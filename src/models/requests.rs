//! Request DTOs for the cache server API
//!
//! Defines the structure of incoming HTTP request bodies.

use serde::Deserialize;

use crate::cache::remote::NO_EXPIRATION;

/// Longest key the API accepts, in bytes
pub const MAX_KEY_LENGTH: usize = 256;

/// Request body for the SET operation (PUT /set)
///
/// # Fields
/// - `key`: The cache key to store the value under
/// - `value`: The value to store
/// - `ttl`: Seconds to live; `-1` (the default) never expires
/// - `capacity`: Per-backend entry limit; falls back to the server setting
#[derive(Debug, Clone, Deserialize)]
pub struct SetRequest {
    pub key: String,
    pub value: String,
    #[serde(default = "default_ttl")]
    pub ttl: i64,
    #[serde(default)]
    pub capacity: Option<usize>,
}

fn default_ttl() -> i64 {
    NO_EXPIRATION
}

impl SetRequest {
    /// Validates the request data
    ///
    /// Returns an error message if validation fails, None if valid.
    /// TTL range is left to the cache, which rejects it before writing.
    pub fn validate(&self) -> Option<String> {
        if self.key.is_empty() {
            return Some("Key cannot be empty".to_string());
        }
        if self.key.len() > MAX_KEY_LENGTH {
            return Some(format!(
                "Key exceeds maximum length of {} characters",
                MAX_KEY_LENGTH
            ));
        }
        None
    }
}
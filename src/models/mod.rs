//! Request and Response models for the cache server API
//!
//! This module defines the DTOs (Data Transfer Objects) used for
//! serializing/deserializing HTTP request and response bodies.

pub mod requests;
pub mod responses;

// Re-export commonly used types
pub use requests::{SetRequest, MAX_KEY_LENGTH};
pub use responses::{
    DeleteResponse, ErrorResponse, GetResponse, HealthResponse, PrintResponse, SetResponse,
    StatsResponse,
};
//! Redis implementation of [`RemoteBackend`].

use async_trait::async_trait;
use redis::{aio::ConnectionManager, Cmd, FromRedisValue};
use tracing::info;

use super::RemoteBackend;
use crate::error::Result;

/// Talks to Redis through a reconnecting, multiplexed connection manager.
#[derive(Clone)]
pub struct RedisBackend {
    conn: ConnectionManager,
}

impl RedisBackend {
    /// Opens a connection to the instance at `url` (e.g. `redis://127.0.0.1:6379`).
    pub async fn connect(url: &str) -> Result<Self> {
        let client = redis::Client::open(url)?;
        let conn = ConnectionManager::new(client).await?;
        info!("Connected to Redis at {}", url);
        Ok(Self { conn })
    }

    async fn query<T: FromRedisValue>(&self, cmd: Cmd) -> Result<T> {
        let mut conn = self.conn.clone();
        let value: T = cmd.query_async(&mut conn).await?;
        Ok(value)
    }
}

#[async_trait]
impl RemoteBackend for RedisBackend {
    async fn exists(&self, key: &str) -> Result<bool> {
        let mut cmd = redis::cmd("EXISTS");
        cmd.arg(key);
        let count: u64 = self.query(cmd).await?;
        Ok(count > 0)
    }

    async fn get(&self, key: &str) -> Result<Option<String>> {
        let mut cmd = redis::cmd("GET");
        cmd.arg(key);
        self.query(cmd).await
    }

    async fn set(&self, key: &str, value: &str, ttl_seconds: Option<u64>) -> Result<()> {
        let mut cmd = redis::cmd("SET");
        cmd.arg(key).arg(value);
        if let Some(secs) = ttl_seconds {
            cmd.arg("EX").arg(secs);
        }
        self.query(cmd).await
    }

    async fn delete(&self, key: &str) -> Result<()> {
        let mut cmd = redis::cmd("DEL");
        cmd.arg(key);
        self.query(cmd).await
    }

    async fn push_front(&self, list: &str, value: &str) -> Result<()> {
        let mut cmd = redis::cmd("LPUSH");
        cmd.arg(list).arg(value);
        self.query(cmd).await
    }

    async fn remove_all(&self, list: &str, value: &str) -> Result<()> {
        // count 0 removes every occurrence
        let mut cmd = redis::cmd("LREM");
        cmd.arg(list).arg(0).arg(value);
        self.query(cmd).await
    }

    async fn range_all(&self, list: &str) -> Result<Vec<String>> {
        let mut cmd = redis::cmd("LRANGE");
        cmd.arg(list).arg(0).arg(-1);
        self.query(cmd).await
    }

    async fn list_len(&self, list: &str) -> Result<usize> {
        let mut cmd = redis::cmd("LLEN");
        cmd.arg(list);
        self.query(cmd).await
    }

    async fn pop_back(&self, list: &str) -> Result<Option<String>> {
        let mut cmd = redis::cmd("RPOP");
        cmd.arg(list);
        self.query(cmd).await
    }

    async fn flush_all(&self) -> Result<()> {
        self.query(redis::cmd("FLUSHALL")).await
    }
}
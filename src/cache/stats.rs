//! Cache Statistics Module
//!
//! Tracks local store metrics including hits, misses, evictions and expirations.

use serde::Serialize;

// == Cache Stats ==
/// Tracks local store performance metrics.
#[derive(Debug, Clone, Default, Serialize)]
pub struct CacheStats {
    /// Number of successful retrievals
    pub hits: u64,
    /// Number of failed retrievals (key absent or expired)
    pub misses: u64,
    /// Number of entries evicted due to LRU policy
    pub evictions: u64,
    /// Number of entries removed because their TTL elapsed
    pub expirations: u64,
    /// Current number of entries in the store
    pub total_entries: usize,
}

impl CacheStats {
    // == Constructor ==
    pub fn new() -> Self {
        Self::default()
    }

    // == Hit Rate ==
    /// Returns hits / (hits + misses), or 0.0 if no requests have been made.
    pub fn hit_rate(&self) -> f64 {
        let total = self.hits + self.misses;
        if total == 0 {
            0.0
        } else {
            self.hits as f64 / total as f64
        }
    }

    pub fn record_hit(&mut self) {
        self.hits += 1;
    }

    pub fn record_miss(&mut self) {
        self.misses += 1;
    }

    pub fn record_eviction(&mut self) {
        self.evictions += 1;
    }

    /// Adds `count` entries to the expiration counter.
    pub fn record_expirations(&mut self, count: usize) {
        self.expirations += count as u64;
    }

    pub fn set_total_entries(&mut self, count: usize) {
        self.total_entries = count;
    }
}
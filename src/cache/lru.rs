//! LRU Tracker Module
//!
//! Keeps the recency order of keys for the local store.

use std::collections::VecDeque;

// == LRU Tracker ==
/// Tracks access order for LRU eviction strategy.
///
/// Keys are stored in a VecDeque where:
/// - Front = Most recently used
/// - Back = Least recently used
///
/// A key appears at most once.
#[derive(Debug, Default)]
pub struct LruTracker {
    order: VecDeque<String>,
}

impl LruTracker {
    // == Constructor ==
    /// Creates a new empty LRU tracker.
    pub fn new() -> Self {
        Self {
            order: VecDeque::new(),
        }
    }

    // == Touch ==
    /// Marks a key as recently used (moves to front).
    pub fn touch(&mut self, key: &str) {
        self.remove(key);
        self.order.push_front(key.to_string());
    }

    // == Remove ==
    /// Removes a key from the tracker.
    pub fn remove(&mut self, key: &str) {
        if let Some(pos) = self.order.iter().position(|k| k == key) {
            self.order.remove(pos);
        }
    }

    // == Evict Oldest ==
    /// Returns and removes the least recently used key.
    pub fn evict_oldest(&mut self) -> Option<String> {
        self.order.pop_back()
    }

    // == Clear ==
    pub fn clear(&mut self) {
        self.order.clear();
    }

    /// Iterates keys from most to least recently used.
    pub fn iter(&self) -> impl Iterator<Item = &String> {
        self.order.iter()
    }

    pub fn len(&self) -> usize {
        self.order.len()
    }

    pub fn is_empty(&self) -> bool {
        self.order.is_empty()
    }
}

■ Your assignment: When you reach the line holding "cmd.arg(list).arg(value);" in the records above, begin reproducing exactly, stop after the line holding "async fn list_len(&self, list: &str)", and output nothing else.

■ Answer to the problem:
        cmd.arg(list).arg(value);
        self.query(cmd).await
    }

    async fn remove_all(&self, list: &str, value: &str) -> Result<()> {
        // count 0 removes every occurrence
        let mut cmd = redis::cmd("LREM");
        cmd.arg(list).arg(0).arg(value);
        self.query(cmd).await
    }

    async fn range_all(&self, list: &str) -> Result<Vec<String>> {
        let mut cmd = redis::cmd("LRANGE");
        cmd.arg(list).arg(0).arg(-1);
        self.query(cmd).await
    }

    async fn list_len(&self, list: &str) -> Result<usize> {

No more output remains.